Shakers, machines, & desert Pigs: Vinny Roca's devotional designs
Play becomes prayer; objects transform into beings; digital devotion meets industrial design. Vinny Roca's work inhabits the spaces between traditional art practice and game development, where everyday items take on new life through animation and interaction. His latest works form a triptych of digital meditation - Easy Shaker Yolk Face examines 19th century religious labor through animated objects, Slot Waste traces absurdist production cycles that transform sacred into mundane, and Come Away With Me orchestrates an otherworldly desert ritual where pigs become performers in an evolving soundscape.
We spoke with Roca about contemplative objects, the poetry of procedural animation, and finding spirituality in the spaces between player and screen. His work reveals how digital interactions can reframe our relationship with the material world—whether through animate furniture carrying echoes of Shaker craftsmanship, industrial processes that pulse with dark humor, or pigs wandering a desert landscape to the ethereal sounds of Nora Jones.
WARREN: Tell me about your background and professional path into game-based art. What attracted you to the space, and how did you decide on games as an expression of your creativity?
ROCA: It started during my undergrad, where I focused on studying drawing and painting. After graduating, I was doing mixed drawing and performance work, using instruction-based practices similar to the Fluxus art movement, where audience members participate in actions you've designed. Concurrently, I was working as a 3D modeler and animator. I began incorporating these 3D models into my instructions as images to guide gallery visitors in engaging with different objects.
Then I started thinking: what if the instructions lived with these 3D models, rather than remaining analog instruction-based works? That's where I started making games. The first game in the exhibition, My Easy Shaker Yolk Face, came directly from that thought - what if I joined these instructional works in a game engine environment?
It was a natural progression. I had the 3D modeling skills and programming experience from my day job, while my art practice was more conceptual and instruction-based. Once I combined the two, moving into games as a creative practice made perfect sense.

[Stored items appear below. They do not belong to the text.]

//! End-to-end resolution tests.
//!
//! These tests drive the full pipeline over real manifest trees in
//! temporary directories: discovery, external resolution, lint, mapper
//! application, and graph assembly.

use std::fs;
use std::path::{Path, PathBuf};

use tempfile::TempDir;

use gantry::core::graph::GraphNode;
use gantry::lint::{ImportsLinter, InspectImportsError, InspectType, RegexImportsScanner};
use gantry::mappers::{SideEffectDescriptor, SideEffectExecutor, FINGERPRINT_KEY};
use gantry::ops::{LoadError, LoadedGraph, ManifestGraphLoader};

/// Create a workspace directory and canonicalize away tempdir symlinks.
fn workspace_dir() -> (TempDir, PathBuf) {
    let tmp = TempDir::new().unwrap();
    let root = tmp.path().canonicalize().unwrap();
    (tmp, root)
}

fn write(root: &Path, relative: &str, contents: &str) {
    let path = root.join(relative);
    fs::create_dir_all(path.parent().unwrap()).unwrap();
    fs::write(path, contents).unwrap();
}

fn load(root: &Path) -> Result<LoadedGraph, LoadError> {
    ManifestGraphLoader::default().load(root)
}

/// Two projects, App depending on Lib.
fn write_app_and_lib(root: &Path, app_dependencies: &str) {
    write(
        root,
        "Workspace.toml",
        r#"
name = "Demo"
projects = ["App", "Lib"]
"#,
    );
    write(
        root,
        "App/Project.toml",
        &format!(
            r#"
name = "App"

[[targets]]
name = "App"
product = "app"
sources = ["Sources/**/*.sr"]
dependencies = [{app_dependencies}]
"#
        ),
    );
    write(
        root,
        "Lib/Project.toml",
        r#"
name = "Lib"

[[targets]]
name = "Lib"
product = "framework"
sources = ["Sources/**/*.sr"]
"#,
    );
    write(root, "App/Sources/Main.sr", "import Lib\n");
    write(root, "Lib/Sources/Lib.sr", "let lib = 1\n");
}

// ============================================================================
// Basic resolution
// ============================================================================

#[test]
fn test_two_project_workspace_resolves_one_edge() {
    let (_tmp, root) = workspace_dir();
    write_app_and_lib(&root, r#"{ project = "../Lib", target = "Lib" }"#);

    let loaded = load(&root).unwrap();

    assert!(loaded.issues.is_empty());
    assert_eq!(loaded.graph.projects().count(), 2);
    assert!(loaded.graph.contains_edge(
        &GraphNode::target(root.join("App"), "App"),
        &GraphNode::target(root.join("Lib"), "Lib"),
    ));
    assert!(loaded
        .graph
        .direct_dependencies(&GraphNode::target(root.join("Lib"), "Lib"))
        .is_empty());
}

#[test]
fn test_missing_root_manifest_is_fatal() {
    let (_tmp, root) = workspace_dir();

    assert!(matches!(
        load(&root),
        Err(LoadError::MissingRootManifest(_))
    ));
}

#[test]
fn test_bare_project_root_synthesizes_workspace() {
    let (_tmp, root) = workspace_dir();
    write(
        &root,
        "Project.toml",
        r#"
name = "Solo"

[[targets]]
name = "Solo"
product = "cli"
sources = ["Sources"]
"#,
    );
    write(&root, "Sources/Main.sr", "let main = 0\n");

    let loaded = load(&root).unwrap();
    assert_eq!(loaded.graph.workspace().name, "Solo");
    assert_eq!(loaded.graph.targets().count(), 1);
}

#[test]
fn test_resolution_is_deterministic_across_runs() {
    let (_tmp, root) = workspace_dir();
    write_app_and_lib(&root, r#"{ project = "../Lib", target = "Lib" }"#);

    let first = load(&root).unwrap();
    let second = load(&root).unwrap();

    assert_eq!(first.side_effects, second.side_effects);
    assert_eq!(
        first.environment.get::<String>(FINGERPRINT_KEY),
        second.environment.get::<String>(FINGERPRINT_KEY),
    );
}

// ============================================================================
// Lint aborts
// ============================================================================

#[test]
fn test_cycle_fails_with_full_path() {
    let (_tmp, root) = workspace_dir();
    write_app_and_lib(&root, r#"{ project = "../Lib", target = "Lib" }"#);
    // Point Lib back at App to close the cycle.
    write(
        &root,
        "Lib/Project.toml",
        r#"
name = "Lib"

[[targets]]
name = "Lib"
product = "framework"
sources = ["Sources/**/*.sr"]
dependencies = [{ project = "../App", target = "App" }]
"#,
    );

    match load(&root).unwrap_err() {
        LoadError::CircularDependency(cycle) => {
            assert_eq!(cycle.cycle, vec!["App", "Lib", "App"]);
        }
        other => panic!("unexpected error: {other}"),
    }
}

#[test]
fn test_structural_errors_aggregate_across_projects() {
    let (_tmp, root) = workspace_dir();
    write_app_and_lib(&root, r#"{ project = "../Lib", target = "Lib" }"#);
    write(
        &root,
        "App/Project.toml",
        r#"
name = "App"

[[targets]]
name = "App"
product = "app"
sources = ["Sources/**/*.sr"]

[[targets]]
name = "App"
product = "framework"
sources = ["Sources/**/*.sr"]
"#,
    );
    write(
        &root,
        "Lib/Project.toml",
        r#"
name = "Lib"

[[targets]]
name = "Lib"
product = "framework"
sources = ["Sources/**/*.sr"]

[[schemes]]
name = "CI"
test_targets = ["Gone"]
"#,
    );

    match load(&root).unwrap_err() {
        LoadError::StructuralLint(lint) => {
            // One aggregate error naming every offender, not just the first.
            let message = lint.to_string();
            assert!(message.contains("`App` more than once"));
            assert!(message.contains("unknown target `Gone`"));
        }
        other => panic!("unexpected error: {other}"),
    }
}

#[test]
fn test_unresolved_external_reference_names_the_target() {
    let (_tmp, root) = workspace_dir();
    write_app_and_lib(&root, r#"{ external = "Nowhere" }"#);

    match load(&root).unwrap_err() {
        LoadError::UnresolvedDependency(unresolved) => {
            assert_eq!(unresolved.target, "App");
            assert_eq!(unresolved.reference, "Nowhere");
        }
        other => panic!("unexpected error: {other}"),
    }
}

// ============================================================================
// External dependencies
// ============================================================================

#[test]
fn test_external_products_splice_into_the_graph() {
    let (_tmp, root) = workspace_dir();
    write_app_and_lib(&root, r#"{ external = "Stream" }"#);
    write(
        &root,
        "Package.toml",
        r#"
name = "Demo"
toolchain_version = "1.0.0"
"#,
    );
    write(
        &root,
        "gantry.lock.json",
        r#"{
            "toolchain_version": "1.0.0",
            "packages": [
                {
                    "name": "Stream",
                    "version": "4.1.0",
                    "path": "checkouts/Stream",
                    "products": [{ "name": "Stream", "targets": ["StreamCore"] }],
                    "targets": [
                        { "name": "StreamCore", "product": "static_library", "sources": ["Sources"] }
                    ]
                }
            ]
        }"#,
    );

    let loaded = load(&root).unwrap();

    let stream = root.join("checkouts/Stream");
    assert!(loaded.graph.project(&stream).unwrap().is_external);
    assert!(loaded.graph.contains_edge(
        &GraphNode::target(root.join("App"), "App"),
        &GraphNode::target(&stream, "StreamCore"),
    ));
}

#[test]
fn test_package_only_checkout_always_includes_local_test_targets() {
    let (_tmp, root) = workspace_dir();
    // No local projects, and the manifest opts test targets out.
    write(
        &root,
        "Package.toml",
        r#"
name = "Stream"
toolchain_version = "1.0.0"
include_local_package_test_targets = false
"#,
    );
    write(
        &root,
        "gantry.lock.json",
        r#"{
            "packages": [
                {
                    "name": "Stream",
                    "version": "4.1.0",
                    "path": ".",
                    "local": true,
                    "products": [{ "name": "Stream", "targets": ["StreamCore"] }],
                    "targets": [
                        { "name": "StreamCore", "product": "static_library", "sources": ["Sources"] },
                        { "name": "StreamCoreTests", "product": "unit_tests", "sources": ["Tests"] }
                    ]
                }
            ]
        }"#,
    );

    let loaded = load(&root).unwrap();

    let names: Vec<&str> = loaded
        .graph
        .targets()
        .map(|(_, target)| target.name.as_str())
        .collect();
    assert!(names.contains(&"StreamCoreTests"));
}

// ============================================================================
// Plugins
// ============================================================================

#[test]
fn test_plugin_helpers_unlock_manifest_evaluation() {
    let (_tmp, root) = workspace_dir();
    write_app_and_lib(&root, r#"{ project = "../Lib", target = "Lib" }"#);
    write(
        &root,
        "App/Project.toml",
        r#"
name = "App"
uses = ["sign"]

[[targets]]
name = "App"
product = "app"
sources = ["Sources/**/*.sr"]
"#,
    );

    // Without the plugin the helper reference fails evaluation.
    assert!(matches!(load(&root), Err(LoadError::Evaluation(_))));

    write(
        &root,
        "Gantry.toml",
        r#"
[[plugins]]
path = "Plugins/Sign"
"#,
    );
    write(
        &root,
        "Plugins/Sign/Plugin.toml",
        r#"
name = "sign-plugin"
helpers = ["sign"]
"#,
    );
    assert!(load(&root).is_ok());
}

// ============================================================================
// Side effects and environment
// ============================================================================

#[test]
fn test_side_effects_are_deferred_until_executed() {
    let (_tmp, root) = workspace_dir();
    write_app_and_lib(&root, r#"{ project = "../Lib", target = "Lib" }"#);

    let loaded = load(&root).unwrap();

    let derived = root.join("App/Derived/BuildSettings.json");
    assert!(loaded.side_effects.iter().any(|effect| matches!(
        effect,
        SideEffectDescriptor::File(file) if file.path == derived
    )));
    // The engine itself performed no I/O.
    assert!(!derived.exists());

    SideEffectExecutor::new()
        .execute(&loaded.side_effects)
        .unwrap();
    assert!(derived.exists());

    assert!(loaded.environment.contains(FINGERPRINT_KEY));
    assert_eq!(
        loaded.environment.get::<usize>("graph.target_count"),
        Some(2)
    );
}

// ============================================================================
// Import drift
// ============================================================================

#[test]
fn test_undeclared_import_is_implicit_only() {
    let (_tmp, root) = workspace_dir();
    // App imports Lib in source but declares no dependencies at all.
    write_app_and_lib(&root, "");

    let loaded = load(&root).unwrap();
    let linter = ImportsLinter::new(Box::new(RegexImportsScanner::new()));

    match linter.lint(&loaded.graph, InspectType::Implicit).unwrap_err() {
        InspectImportsError::ImplicitImportsFound { issues } => {
            assert_eq!(issues.len(), 1);
            assert_eq!(issues[0].target, "App");
            assert!(issues[0].imports.contains("Lib"));
        }
        other => panic!("unexpected error: {other}"),
    }

    assert!(linter.lint(&loaded.graph, InspectType::Redundant).is_ok());
}

#[test]
fn test_declared_and_imported_dependency_is_clean() {
    let (_tmp, root) = workspace_dir();
    write_app_and_lib(&root, r#"{ project = "../Lib", target = "Lib" }"#);

    let loaded = load(&root).unwrap();
    let linter = ImportsLinter::new(Box::new(RegexImportsScanner::new()));

    assert!(linter.lint(&loaded.graph, InspectType::Implicit).is_ok());
    assert!(linter.lint(&loaded.graph, InspectType::Redundant).is_ok());
}
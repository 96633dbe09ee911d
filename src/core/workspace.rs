//! Resolved workspace model.

use std::path::PathBuf;

use crate::core::project::Project;

/// A scheme of the resolved workspace.
#[derive(Debug, Clone, PartialEq, Eq)]
pub struct Scheme {
    /// Scheme name
    pub name: String,

    /// Targets built by this scheme
    pub build_targets: Vec<String>,

    /// Test targets run by this scheme
    pub test_targets: Vec<String>,
}

/// The resolved workspace: the root grouping of all projects.
#[derive(Debug, Clone, PartialEq, Eq)]
pub struct Workspace {
    /// Workspace root directory
    pub path: PathBuf,

    /// Workspace name
    pub name: String,

    /// Paths of the member projects, sorted
    pub project_paths: Vec<PathBuf>,

    /// Workspace schemes
    pub schemes: Vec<Scheme>,
}

impl Workspace {
    /// Create a workspace with no projects.
    pub fn new(path: impl Into<PathBuf>, name: impl Into<String>) -> Self {
        Workspace {
            path: path.into(),
            name: name.into(),
            project_paths: Vec::new(),
            schemes: Vec::new(),
        }
    }
}

/// The combined value the model mapper pipeline transforms.
#[derive(Debug, Clone)]
pub struct WorkspaceWithProjects {
    /// The workspace
    pub workspace: Workspace,

    /// All resolved projects, in manifest-set order
    pub projects: Vec<Project>,
}

impl WorkspaceWithProjects {
    /// Get a project by path.
    pub fn project(&self, path: &std::path::Path) -> Option<&Project> {
        self.projects.iter().find(|p| p.path == path)
    }
}
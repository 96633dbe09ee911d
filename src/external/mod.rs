//! External dependency resolution.
//!
//! Bridges the package manager's resolved output into the manifest set:
//! settings loading, the resolver boundary, and normalization into
//! synthesized project manifests plus the external product table.

pub mod graph;
pub mod resolver;
pub mod settings;

pub use graph::ExternalDependenciesGraph;
pub use resolver::{
    LockfilePackageResolver, PackageResolveError, PackageResolving,
    RawExternalDependenciesGraph, RawExternalPackage, RawExternalProduct, RawExternalTarget,
    LOCKFILE_NAME,
};
pub use settings::PackageSettingsLoader;
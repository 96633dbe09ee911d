//! External package resolution boundary.
//!
//! Resolution itself belongs to the external package manager; the engine
//! consumes its output through the `PackageResolving` trait. The default
//! implementation reads the JSON lockfile the package manager emits next
//! to the package manifest.

use std::path::{Path, PathBuf};

use semver::Version;
use serde::Deserialize;
use thiserror::Error;

use crate::core::settings::PackageSettings;
use crate::core::target::ProductKind;

/// File name of the emitted external dependency lockfile.
pub const LOCKFILE_NAME: &str = "gantry.lock.json";

/// Error resolving the external package graph.
#[derive(Debug, Error)]
pub enum PackageResolveError {
    #[error("external dependency lockfile not found at `{}`; run the package manager first", .path.display())]
    LockfileMissing { path: PathBuf },

    #[error("failed to read lockfile `{}`: {message}", .path.display())]
    Read { path: PathBuf, message: String },

    #[error("failed to parse lockfile `{}`: {message}", .path.display())]
    Parse { path: PathBuf, message: String },
}

/// A target of an externally resolved package.
#[derive(Debug, Clone, Deserialize)]
pub struct RawExternalTarget {
    /// Target name
    pub name: String,

    /// Product kind; test targets are marked `unit_tests`
    #[serde(default)]
    pub product: ProductKind,

    /// Source patterns relative to the package checkout
    #[serde(default)]
    pub sources: Vec<String>,

    /// Names of targets or products this target depends on
    #[serde(default)]
    pub dependencies: Vec<String>,
}

/// A product vended by an externally resolved package.
#[derive(Debug, Clone, Deserialize)]
pub struct RawExternalProduct {
    /// Product name
    pub name: String,

    /// Targets composing the product
    pub targets: Vec<String>,
}

/// One externally resolved package.
#[derive(Debug, Clone, Deserialize)]
pub struct RawExternalPackage {
    /// Package name
    pub name: String,

    /// Resolved version
    pub version: Version,

    /// Checkout directory, relative to the package manifest directory
    pub path: PathBuf,

    /// Whether this is a local (path-based) package
    #[serde(default)]
    pub local: bool,

    /// Vended products
    #[serde(default)]
    pub products: Vec<RawExternalProduct>,

    /// Prebuilt products with no backing targets
    #[serde(default)]
    pub artifacts: Vec<String>,

    /// Targets of the package
    #[serde(default)]
    pub targets: Vec<RawExternalTarget>,
}

/// The raw, package-manager-shaped external dependency graph.
#[derive(Debug, Clone, Default, Deserialize)]
pub struct RawExternalDependenciesGraph {
    /// Toolchain version the lockfile was produced with
    #[serde(default)]
    pub toolchain_version: Option<Version>,

    /// Resolved packages
    #[serde(default)]
    pub packages: Vec<RawExternalPackage>,
}

/// Resolves a package manifest into the raw external dependency graph.
pub trait PackageResolving: Send + Sync {
    /// Resolve the package at the given directory with the given settings.
    fn resolve(
        &self,
        package_path: &Path,
        settings: &PackageSettings,
    ) -> Result<RawExternalDependenciesGraph, PackageResolveError>;
}

/// The default resolver: parses the package manager's emitted lockfile.
#[derive(Debug, Clone, Copy, Default)]
pub struct LockfilePackageResolver;

impl LockfilePackageResolver {
    /// Create a lockfile resolver.
    pub fn new() -> Self {
        LockfilePackageResolver
    }
}

impl PackageResolving for LockfilePackageResolver {
    fn resolve(
        &self,
        package_path: &Path,
        settings: &PackageSettings,
    ) -> Result<RawExternalDependenciesGraph, PackageResolveError> {
        let path = package_path.join(LOCKFILE_NAME);
        if !path.is_file() {
            return Err(PackageResolveError::LockfileMissing { path });
        }

        let content = std::fs::read_to_string(&path).map_err(|e| PackageResolveError::Read {
            path: path.clone(),
            message: e.to_string(),
        })?;
        let graph: RawExternalDependenciesGraph =
            serde_json::from_str(&content).map_err(|e| PackageResolveError::Parse {
                path: path.clone(),
                message: e.to_string(),
            })?;

        if let Some(locked) = &graph.toolchain_version {
            if locked > &settings.toolchain_version {
                tracing::warn!(
                    locked = %locked,
                    declared = %settings.toolchain_version,
                    "lockfile was produced with a newer toolchain than declared"
                );
            }
        }

        tracing::debug!(packages = graph.packages.len(), "resolved external packages");
        Ok(graph)
    }
}

#[cfg(test)]
mod tests {
    use super::*;
    use std::collections::BTreeMap;
    use tempfile::TempDir;

    fn settings() -> PackageSettings {
        PackageSettings {
            product_types: BTreeMap::new(),
            product_destinations: BTreeMap::new(),
            base_settings: BTreeMap::new(),
            target_settings: BTreeMap::new(),
            project_options: BTreeMap::new(),
            include_local_package_test_targets: false,
            toolchain_version: Version::new(1, 0, 0),
        }
    }

    #[test]
    fn test_missing_lockfile() {
        let tmp = TempDir::new().unwrap();
        assert!(matches!(
            LockfilePackageResolver::new().resolve(tmp.path(), &settings()),
            Err(PackageResolveError::LockfileMissing { .. })
        ));
    }

    #[test]
    fn test_parses_lockfile() {
        let tmp = TempDir::new().unwrap();
        std::fs::write(
            tmp.path().join(LOCKFILE_NAME),
            r#"{
                "toolchain_version": "1.0.0",
                "packages": [
                    {
                        "name": "Stream",
                        "version": "4.1.0",
                        "path": "checkouts/Stream",
                        "products": [{ "name": "Stream", "targets": ["StreamCore"] }],
                        "targets": [
                            { "name": "StreamCore", "product": "static_library", "sources": ["Sources"] }
                        ]
                    }
                ]
            }"#,
        )
        .unwrap();

        let graph = LockfilePackageResolver::new()
            .resolve(tmp.path(), &settings())
            .unwrap();
        assert_eq!(graph.packages.len(), 1);
        assert_eq!(graph.packages[0].name, "Stream");
        assert_eq!(graph.packages[0].targets[0].product, ProductKind::StaticLibrary);
    }
}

WARREN: The Fluxus movement seems to be a common touchpoint for people bridging the gap from non-digital art practices to engage with broader questions around play and interactivity. Could you tell me more about your interactions with that movement?
ROCA: For a while, I didn't think I was making games—I thought I was making conceptual instructional works in the footsteps of artists like Yoko Ono. Her pieces were very inspiring to me. She has one work called TUNAFISH SANDWICH PIECE where you look at the sun a certain number of times, and then after you've looked at the sun for that duration, you make a tuna fish sandwich and eat it. These conceptual artworks, part of the Fluxus movement, bridge the gap between play and what might be thought of as high art or fine art. They suggest that any action somebody undertakes could be considered artful if it's designed, instructed, or followed through with intentionality.
That's what games allow - a very intentional experience over a set duration. The Fluxus notion of play involves experimenting with both actions and language. I think of Yoko Ono and many Fluxus artists as playing with language and treating it as a space for experimentation. I see a direct line to the game engine - for my work, the game engine feels like what language was for Yoko Ono's work.
WARREN: There's an invitation there for people to experience the work. From an instructional design standpoint, what did you notice about how Fluxus artists constructed their designs and situated their instructions? What kind of experience were they hoping people would have?*
ROCA: The structuring of experience to create unexpected relationships between things plays a large role in my work. Take that TUNAFISH SANDWICH PIECE example—in language, she draws this connection between the sun and the sandwich, which gets you thinking about relationships. How the sun provides energy to things in the ocean that the tuna fish is eating, and then you're joining that into your own biological systems by consuming the sandwich. These instructions verge on the absurd, but when those juxtapositions are made, you get new kinds of meaning-making that create new potentials to relate different objects to each other.
I think about video games in my practice as experiences where different objects are set into new modes of relationships. They're virtual, but they have relationships to existing objects or objects of thought. In the game engine and game art, you can put those objects into relation with each other to conjure new meanings and point your audiences in different directions they might not have gone otherwise.
WARREN: Your work shows a deep focus on individual objects that require meditation and study. One challenge with making games is that from an asset standpoint, there are so many things that can be made. Making decisions about what to focus attention on becomes really important. Many games take this for granted by not creating meaningful relationships between individual objects, or by deferring to relational contexts that are given - working from a fantasy universe where the meaning is already coded into it. This often shuts the door for absurdity or non-diegetic objects to exist in those worlds. Your work stands out both in its focus on individual things and its sense of surprise and serendipity through unexpected combinations.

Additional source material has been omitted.